DJ Crème Relocates to Kericho
One of such people is top DJ Creme who relocated his family from Nairobi to his hometown of Kericho due to the effects of Covid-19 on his career and the entertainment industry.
“As it is with life in Nairobi, you will find that you are making money just to pay bills. If you compare life in Nairobi and Kericho you will find that life here in the countryside is cheaper and a person can save more and lead a better-quality life,” DJ Crème said in an interview with The Standard.
Green Calabash – YouTuber Relocates to Kilifi
Renown Youtube Content Creator, popularly known for her youtube channel the Green Calabash, Shiko and her family also relocated from Nairobi to Kilifi once the first lockdown in Kenya in 2020 was lifted.
Shiko in a vlog titled; We Moved Out Of Nairobi, where the family announced the relocation, said that they had been depressed to be stuck in an apartment with young kids, much worse a toddler during the lockdown and they needed a space where they could get some air and enjoy the outdoors.

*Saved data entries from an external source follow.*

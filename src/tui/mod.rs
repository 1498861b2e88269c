//! # TUI Adapter
//!
//! The ratatui-specific layer. Handles terminal I/O, renders the UI,
//! and translates keyboard/mouse events into core::Action values.
//!
//! This is the only module that knows about ratatui and crossterm.
//!
//! ## Event routing
//!
//! Input goes to exactly one place per event, checked in priority order:
//! open overlays first (tag modal, login modal, delete confirmation — their
//! key bindings exist only while their state object does), then the current
//! focus (composer, message browsing, an inline edit, or a reply input).
//!
//! ## Redraw Strategy
//!
//! The loop uses conditional redraw: while something animates (a send or
//! delete in flight, the initial load) it draws at ~12fps for the pulse;
//! idle, it sleeps up to 500ms and only redraws on events. Dispatch results
//! arrive on an mpsc channel and are folded through `update()` exactly like
//! input-driven actions.

pub mod component;
pub mod components;
pub mod event;
pub mod markdown;
pub mod sanitize;
pub mod theme;
pub mod timefmt;
mod ui;

use log::{debug, info, warn};
use std::io::stdout;
use std::sync::{Arc, mpsc};

use crossterm::event::{
    DisableBracketedPaste, DisableMouseCapture, EnableBracketedPaste, EnableMouseCapture,
};
use crossterm::execute;
use ratatui::layout::Rect;

use crate::backend::{HostedBackend, MessageAction, MessageBackend};
use crate::core::action::{Action, DispatchOrigin, Effect, update};
use crate::core::config::ResolvedConfig;
use crate::core::state::App;
use crate::tui::component::EventHandler;
use crate::tui::components::{
    Composer, ComposerEvent, ItemInputEvent, LoginEvent, LoginModalState, MessageListState,
    TagModalEvent, TagModalState,
};
use crate::tui::event::{TuiEvent, poll_event_immediate, poll_event_timeout};
use crate::tui::theme::parse_color;
//! Translation from crossterm events to Chatter's input vocabulary.
//!
//! Only this file knows crossterm key codes; everything downstream matches
//! on `TuiEvent`.

use crossterm::event::{self, Event, KeyCode, KeyEventKind, KeyModifiers, MouseEventKind};

/// TUI-specific input events
#[derive(Debug, Clone, PartialEq)]
pub enum TuiEvent {
    /// Ctrl+C — quits from anywhere, regardless of focus.
    ForceQuit,
    /// Enter.
    Submit,
    /// Esc.
    Escape,

    InputChar(char),
    Paste(String), // Bracketed paste - preserves newlines
    Backspace,
    Delete,
    CursorLeft,
    CursorRight,
    CursorUp,
    CursorDown,
    CursorHome,
    CursorEnd,

    ScrollUp,
    ScrollDown,
    ScrollPageUp,
    ScrollPageDown,

    MouseMove(u16, u16),
    MouseClick(u16, u16),

    /// Tab — cycles the viewed channel.
    CycleChannel,
    /// Ctrl+R — refetch the message list.
    Refresh,
    Resize,
}

/// Poll for an event without blocking (returns immediately)
pub fn poll_event_immediate() -> Option<TuiEvent> {
    poll_event_timeout(std::time::Duration::ZERO)
}

/// Poll for an event, blocking up to `timeout`.
pub fn poll_event_timeout(timeout: std::time::Duration) -> Option<TuiEvent> {
    if !event::poll(timeout).ok()? {
        return None;
    }
    match event::read().ok()? {
        Event::Key(key) => {
            // Release/repeat events arrive when the Kitty protocol is active;
            // only presses are inputs.
            if key.kind == KeyEventKind::Release {
                return None;
            }
            match (key.modifiers, key.code) {
                (KeyModifiers::CONTROL, KeyCode::Char('c')) => Some(TuiEvent::ForceQuit),
                (KeyModifiers::CONTROL, KeyCode::Char('r')) => Some(TuiEvent::Refresh),
                // Ctrl+J inserts newline (ASCII LF; Ctrl+Enter sends this in most terminals)
                (KeyModifiers::CONTROL, KeyCode::Char('j')) => Some(TuiEvent::InputChar('\n')),
                (_, KeyCode::Tab) => Some(TuiEvent::CycleChannel),
                (_, KeyCode::Char(c)) => Some(TuiEvent::InputChar(c)),
                (_, KeyCode::Backspace) => Some(TuiEvent::Backspace),
                (_, KeyCode::Delete) => Some(TuiEvent::Delete),
                (_, KeyCode::Enter) => Some(TuiEvent::Submit),
                (_, KeyCode::Esc) => Some(TuiEvent::Escape),
                (_, KeyCode::Left) => Some(TuiEvent::CursorLeft),
                (_, KeyCode::Right) => Some(TuiEvent::CursorRight),
                (_, KeyCode::Up) => Some(TuiEvent::CursorUp),
                (_, KeyCode::Down) => Some(TuiEvent::CursorDown),
                (_, KeyCode::Home) => Some(TuiEvent::CursorHome),
                (_, KeyCode::End) => Some(TuiEvent::CursorEnd),
                (_, KeyCode::PageUp) => Some(TuiEvent::ScrollPageUp),
                (_, KeyCode::PageDown) => Some(TuiEvent::ScrollPageDown),
                _ => None,
            }
        }
        Event::Mouse(mouse) => match mouse.kind {
            MouseEventKind::Moved => Some(TuiEvent::MouseMove(mouse.column, mouse.row)),
            MouseEventKind::Down(_) => Some(TuiEvent::MouseClick(mouse.column, mouse.row)),
            MouseEventKind::ScrollUp => Some(TuiEvent::ScrollUp),
            MouseEventKind::ScrollDown => Some(TuiEvent::ScrollDown),
            _ => None,
        },
        Event::Paste(data) => Some(TuiEvent::Paste(data)),
        Event::Resize(_, _) => Some(TuiEvent::Resize),
        _ => None,
    }
}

Housing in the coastal region is way cheaper than Nairobi.
The option of working remotely that has seen employees have the option of working from home during the pandemic is one of the things that is also making it possible for Kenya’s working population to consider moving away from Nairobi since they do not have to commute to work every day.
Mary Kaitani* who has been born in Nairobi, and has lived here all her life is also one of the young Kenyans reconsidering her life in the big city and especially now that her organization has allowed their staff to work remotely.
“I have just released how much money and time I was consuming commuting to work, because like every other hustler in Nairobi, I work on one end of the city and live on the other end. Now that my employer has adopted a hybrid working formula where staff can work remotely, with regular check-ins at the office, I realize that I do not need to live in Nairobi really. Rent has been quite expensive and I’m actually house hunting in Machakos County, which is just two hours drive from the city anyway,” She said.
The Economist in an article titled “Keyboard Surfers” in its March edition also acknowledged that remote working has given a lifeline to Kenya’s Beach Resorts” amid the pandemic, as a good number of locals are enjoying the flexibility of working remotely and some are choosing the beachside.
“…..Urban Kenyans who were told to work from home, but instead chose to work from a beach house,” the article read in part.
As The Economist captured, quite factually, “For many years Kenyans would oscillate, along with economic cycles, between living in expensive cities, where there are jobs and moving back to their ancestral villages, where the costs are lower “.